The VA’s new development will see it “narrow the gap” with the Johannesburg-based luxury arcade known as The Diamond Walk in Sandton City, Green said. The surrounding precinct in South Africa’s economic hub is referred to as Africa’s richest square mile given its concentration of top businesses, high-net worth individuals and opulent homes. 

Still, South Africa has among the world’s highest unemployment and inequality rates and is only just recovering from decades of moribund growth.

Demand for designer goods in Cape Town is partly driven by international tourists, including affluent shoppers from the rest of the continent, and the migration of wealthy families from other parts of the country, he said. The metro will overtake Johannesburg to become Africa’s richest city by 2030, according to Henley Partners.  

Construction on the VA’s luxury development, located in South Africa’s oldest working harbor and set against the backdrop of Table Mountain, has already started. It will open for business in phases from November through next Easter.    

The VA registered record retail sales of 1.4 billion rand in December, its peak period, Green said — up nearly 17% from a year earlier. Stores sold more than 10 billion rand in goods in 2024, about 7% of which were luxury items, he said. 
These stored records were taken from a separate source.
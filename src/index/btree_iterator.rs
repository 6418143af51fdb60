use std::sync::Arc;

use crate::buffer::{BufferPoolManager, Frame};
use crate::common::{RecordId, Result};

use super::btree_page::LeafPageRef;

/// Forward iterator over the leaf chain of a B+Tree.
///
/// The iterator holds at most one pinned leaf at a time; hopping to the next
/// leaf releases the previous pin in the same step that takes the new one,
/// and dropping the iterator releases whatever it still holds. Iterators
/// must not outlive the tree they came from.
pub struct BTreeIterator {
    bpm: Arc<BufferPoolManager>,
    frame: Option<Arc<Frame>>,
    index: usize,
    key_size: usize,
}

impl BTreeIterator {
    pub(crate) fn new(
        bpm: Arc<BufferPoolManager>,
        frame: Arc<Frame>,
        index: usize,
        key_size: usize,
    ) -> Self {
        Self {
            bpm,
            frame: Some(frame),
            index,
            key_size,
        }
    }

    /// An iterator over the empty tree.
    pub(crate) fn exhausted(bpm: Arc<BufferPoolManager>, key_size: usize) -> Self {
        Self {
            bpm,
            frame: None,
            index: 0,
            key_size,
        }
    }

    /// True when positioned past the last entry of the last leaf.
    pub fn is_end(&self) -> bool {
        match &self.frame {
            None => true,
            Some(frame) => {
                let data = frame.read_data();
                let leaf = LeafPageRef::new(&data[..], self.key_size);
                self.index >= leaf.size() && !leaf.next_page_id().is_valid()
            }
        }
    }

    /// The entry under the cursor, or None when positioned past a leaf's
    /// last entry.
    pub fn item(&self) -> Option<(Vec<u8>, RecordId)> {
        let frame = self.frame.as_ref()?;
        let data = frame.read_data();
        let leaf = LeafPageRef::new(&data[..], self.key_size);
        if self.index < leaf.size() {
            Some((leaf.key_at(self.index).to_vec(), leaf.value_at(self.index)))
        } else {
            None
        }
    }

    /// Steps the cursor forward, hopping the leaf chain at page boundaries.
    pub fn advance(&mut self) -> Result<()> {
        if self.frame.is_none() {
            return Ok(());
        }
        self.index += 1;
        self.skip_to_next_leaf()
    }

    /// When the cursor sits past the current leaf's entries and a next leaf
    /// exists, rebind to it. Releases the old pin after the new leaf is
    /// pinned.
    fn skip_to_next_leaf(&mut self) -> Result<()> {
        let Some(frame) = &self.frame else {
            return Ok(());
        };

        let (size, next) = {
            let data = frame.read_data();
            let leaf = LeafPageRef::new(&data[..], self.key_size);
            (leaf.size(), leaf.next_page_id())
        };

        if self.index >= size && next.is_valid() {
            let next_frame = self.bpm.fetch_page(next)?;
            self.bpm.unpin_page(frame.page_id(), false);
            self.frame = Some(next_frame);
            self.index = 0;
        }
        Ok(())
    }
}

impl PartialEq for BTreeIterator {
    fn eq(&self, other: &Self) -> bool {
        let self_page = self.frame.as_ref().map(|f| f.page_id());
        let other_page = other.frame.as_ref().map(|f| f.page_id());
        self_page == other_page && self.index == other.index
    }
}

impl Iterator for BTreeIterator {
    type Item = Result<(Vec<u8>, RecordId)>;

    fn next(&mut self) -> Option<Self::Item> {
        // A Begin(key) cursor may start just past a leaf's entries
        if self.item().is_none() {
            if self.is_end() {
                return None;
            }
            if let Err(e) = self.skip_to_next_leaf() {
                return Some(Err(e));
            }
        }

        let item = self.item()?;
        match self.advance() {
            Ok(()) => Some(Ok(item)),
            Err(e) => Some(Err(e)),
        }
    }
}

impl Drop for BTreeIterator {
    fn drop(&mut self) {
        if let Some(frame) = self.frame.take() {
            self.bpm.unpin_page(frame.page_id(), false);
        }
    }
}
The company is jointly owned by government-worker pension fund manager Public Investment Corp. and Growthpoint Properties Ltd., South Africa’s biggest listed real estate firm. It’s also planning a 20 billion rand expansion of the adjacent Granger Bay precinct, and expects to receive permission for the development, which involves reclaiming land from the sea, from City of Cape Town authorities in the first half of 2025.